The above was run on DataFrames v1.1.0
.
1 Like
Thank you very much for reporting. Mostly fixed in fix performance issue in multirow split-apply-combine by bkamins · Pull Request #2749 · JuliaData/DataFrames.jl · GitHub (maybe it still can be improved but the major sources of problems are solved):
julia> @btime test1($df1);
890.798 μs (556 allocations: 7.66 MiB)
julia> @btime test1($dfg1);
25.061 ms (65066 allocations: 54.79 MiB)
3 Likes
I am down to:
julia> @btime test1($df1);
901.361 μs (554 allocations: 7.66 MiB)
julia> @btime test1($dfg1);
22.008 ms (4418 allocations: 44.94 MiB)
1 Like
Thanks for lot for the quick fix!
Regarding the remaining ~25X difference in execution time, does such gap falls within expectations?

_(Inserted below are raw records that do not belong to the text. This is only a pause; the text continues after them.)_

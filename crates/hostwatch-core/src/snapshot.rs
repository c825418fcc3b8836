//! Host-wide metric types bundled into one snapshot.

use serde::Serialize;

/// Virtual memory usage in bytes, plus a utilization percentage.
#[derive(Debug, Clone, Copy, PartialEq, Serialize)]
pub struct MemoryStats {
    pub total: u64,
    pub available: u64,
    pub used: u64,
    pub free: u64,
    pub percent: f64,
}

impl MemoryStats {
    /// Builds memory stats; `percent` is the share of total memory not
    /// available for new work, rounded to one decimal.
    pub fn new(total: u64, available: u64, used: u64, free: u64) -> Self {
        let percent = if total == 0 {
            0.0
        } else {
            round_percent((total.saturating_sub(available)) as f64 / total as f64 * 100.0)
        };
        Self {
            total,
            available,
            used,
            free,
            percent,
        }
    }
}

/// Disk usage for one filesystem, in bytes.
#[derive(Debug, Clone, Copy, PartialEq, Serialize)]
pub struct DiskStats {
    pub total: u64,
    pub used: u64,
    pub free: u64,
    pub percent: f64,
}

impl DiskStats {
    /// Builds disk stats from total and available space. `free` is space
    /// usable by unprivileged processes; `used` is everything else.
    pub fn from_space(total: u64, available: u64) -> Self {
        let used = total.saturating_sub(available);
        let percent = if total == 0 {
            0.0
        } else {
            round_percent(used as f64 / total as f64 * 100.0)
        };
        Self {
            total,
            used,
            free: available,
            percent,
        }
    }
}

/// 1-, 5- and 15-minute load averages, serialized as a 3-element array.
#[derive(Debug, Clone, Copy, PartialEq, Serialize)]
pub struct LoadAverage(pub f64, pub f64, pub f64);

/// Host-wide metrics collected for one `stats` request.
#[derive(Debug, Clone, PartialEq, Serialize)]
pub struct SystemSnapshot {
    /// Global CPU utilization over the observation window, in percent.
    pub cpu: f32,
    pub memory: MemoryStats,
    pub disk: DiskStats,
    pub load_avg: LoadAverage,
}

fn round_percent(value: f64) -> f64 {
    (value * 10.0).round() / 10.0
}
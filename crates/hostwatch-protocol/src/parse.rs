//! Inbound request classification.
//!
//! The inbound vocabulary is tiny: an `auth:<base64>` credential before
//! authentication and the literal `stats` after it. Anything else is
//! `Other` - a protocol violation pre-auth, silently ignored post-auth.

/// Prefix carrying the base64-encoded credential.
pub const AUTH_PREFIX: &str = "auth:";

/// The snapshot request literal.
pub const STATS_REQUEST: &str = "stats";

/// What one inbound text payload asks for.
#[derive(Debug, Clone, Copy, PartialEq, Eq)]
pub enum ClientRequest<'a> {
    /// `auth:<base64>`; the remainder is the still-encoded credential.
    Auth { encoded: &'a str },
    /// A snapshot request.
    Stats,
    /// Anything else.
    Other,
}

impl<'a> ClientRequest<'a> {
    pub fn classify(text: &'a str) -> Self {
        if let Some(encoded) = text.strip_prefix(AUTH_PREFIX) {
            ClientRequest::Auth { encoded }
        } else if text == STATS_REQUEST {
            ClientRequest::Stats
        } else {
            ClientRequest::Other
        }
    }
}
//! Login-table and login-accounting data.
//!
//! Both parsers work on the whitespace-column output of the standard
//! Unix tools (`who` for active sessions, `last` for the accounting log)
//! so the collector can run them without a libutmp binding.

use std::collections::HashSet;

use serde::Serialize;

/// One active login session from the OS login table.
#[derive(Debug, Clone, PartialEq, Eq, Serialize)]
pub struct LoggedInUser {
    pub name: String,
    pub terminal: String,
}

/// One completed login from the login-accounting log.
#[derive(Debug, Clone, PartialEq, Eq, Serialize)]
pub struct LoginEntry {
    pub name: String,
    pub terminal: String,
}

/// Parses `who`-style output: one session per line, name then terminal.
/// Lines with fewer than two columns are skipped. Order is preserved.
pub fn parse_login_table(output: &str) -> Vec<LoggedInUser> {
    output
        .lines()
        .filter_map(|line| {
            let mut columns = line.split_whitespace();
            match (columns.next(), columns.next()) {
                (Some(name), Some(terminal)) => Some(LoggedInUser {
                    name: name.to_string(),
                    terminal: terminal.to_string(),
                }),
                _ => None,
            }
        })
        .collect()
}

/// Parses `last`-style login-accounting output.
///
/// Rules, in order:
/// - lines with fewer than two columns are skipped
/// - lines whose final column is `in` or `running` are still-active
///   sessions, not completed logins, and are skipped
/// - entries are de-duplicated by (name, terminal)
/// - the trailing entry is dropped: the accounting log always ends with
///   a synthetic "log begins" record
pub fn parse_login_history(output: &str) -> Vec<LoginEntry> {
    let mut seen = HashSet::new();
    let mut entries = Vec::new();

    for line in output.trim().lines() {
        let mut columns = line.split_whitespace();
        let (Some(name), Some(terminal)) = (columns.next(), columns.next()) else {
            continue;
        };

        if matches!(line.split_whitespace().last(), Some("in") | Some("running")) {
            continue;
        }

        if seen.insert((name.to_string(), terminal.to_string())) {
            entries.push(LoginEntry {
                name: name.to_string(),
                terminal: terminal.to_string(),
            });
        }
    }

    entries.pop();
    entries
}
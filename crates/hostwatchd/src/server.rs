//! TCP accept loop for the agent.
//!
//! One independent session task per accepted connection; sessions share
//! nothing mutable beyond the read-only auth gate and the stats engine's
//! internally-locked samplers. Supports graceful shutdown via
//! `CancellationToken`. TLS terminates in the fronting listener; the
//! agent itself speaks plaintext frames.

use std::net::SocketAddr;
use std::sync::atomic::{AtomicU64, Ordering};
use std::sync::Arc;

use tokio::net::{TcpListener, TcpStream};
use tokio_util::sync::CancellationToken;
use tracing::{debug, error, info};

use crate::auth::AuthGate;
use crate::collector::SnapshotCollector;
use crate::config::AgentConfig;
use crate::engine::StatsEngine;
use crate::procs::ProcessEnumerator;
use crate::session::SessionHandler;

/// Errors that can occur in server operations.
#[derive(Debug, thiserror::Error)]
pub enum ServerError {
    #[error("failed to bind {addr}: {source}")]
    Bind {
        addr: SocketAddr,
        source: std::io::Error,
    },

    #[error("listener error: {0}")]
    Io(#[from] std::io::Error),
}

/// The listening agent: accepts connections and hands each one to its
/// own `SessionHandler`.
pub struct AgentServer {
    listener: TcpListener,
    gate: Arc<AuthGate>,
    engine: Arc<StatsEngine>,
    cancel_token: CancellationToken,
    connection_counter: AtomicU64,
}

impl AgentServer {
    /// Binds the listener and wires the session dependencies from the
    /// configuration.
    pub async fn bind(
        config: &AgentConfig,
        cancel_token: CancellationToken,
    ) -> Result<Self, ServerError> {
        let listener = TcpListener::bind(config.bind_addr)
            .await
            .map_err(|source| ServerError::Bind {
                addr: config.bind_addr,
                source,
            })?;

        let engine = StatsEngine::new(
            SnapshotCollector::new(&config.syslog_path),
            ProcessEnumerator::new(),
        );

        Ok(Self {
            listener,
            gate: Arc::new(AuthGate::new(config.shared_secret.clone())),
            engine: Arc::new(engine),
            cancel_token,
            connection_counter: AtomicU64::new(0),
        })
    }

    /// The address the listener actually bound to.
    pub fn local_addr(&self) -> Result<SocketAddr, std::io::Error> {
        self.listener.local_addr()
    }

    /// Accepts connections until the cancellation token fires.
    pub async fn run(&self) -> Result<(), ServerError> {
        info!(addr = %self.local_addr()?, "agent listening");

        loop {
            tokio::select! {
                _ = self.cancel_token.cancelled() => {
                    info!("server shutdown requested");
                    break;
                }

                accepted = self.listener.accept() => {
                    match accepted {
                        Ok((stream, peer)) => {
                            let connection =
                                self.connection_counter.fetch_add(1, Ordering::Relaxed);
                            debug!(%peer, connection, "client connected");
                            self.spawn_session(stream, connection);
                        }
                        Err(error) => {
                            error!(%error, "failed to accept connection");
                            // Keep accepting other connections.
                        }
                    }
                }
            }
        }

        Ok(())
    }

    /// One task per session. A fault inside the handler is absorbed
    /// there; a panic dies with the task. Neither reaches this loop.
    fn spawn_session(&self, stream: TcpStream, connection: u64) {
        let handler = SessionHandler::new(
            stream,
            Arc::clone(&self.gate),
            Arc::clone(&self.engine),
            connection,
        );
        tokio::spawn(handler.run());
    }
}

My intuition was that by having the DF sorted by the group, it would have reduced the difference vs the non-grouped DF to a fairly small amount sice each element would be accessed once in a straight sequence.
However, the performance doesn’t seem to change much compared to where the groups are randomly scattered around:
julia> @btime test1($dfg1);
352.164 ms (9003307 allocations: 302.20 MiB)
dfs = sort(df1, [:grp])
dfgs = groupby(dfs, ["grp"])
julia> @btime test1($dfgs);
296.777 ms (9003406 allocations: 302.20 MiB)
Regarding the remaining ~25X difference in execution time, does such gap falls within expectations?
I would prefer it to be smaller, but I do not see a quick fix for this now (I will have to think).
the performance doesn’t seem to change much compared to where the groups are randomly scattered around:
This is a good point. In joins we already take advantage of the data being sorted. In grouping we currently do not handle this yet but this is on a to-do list.
1 Like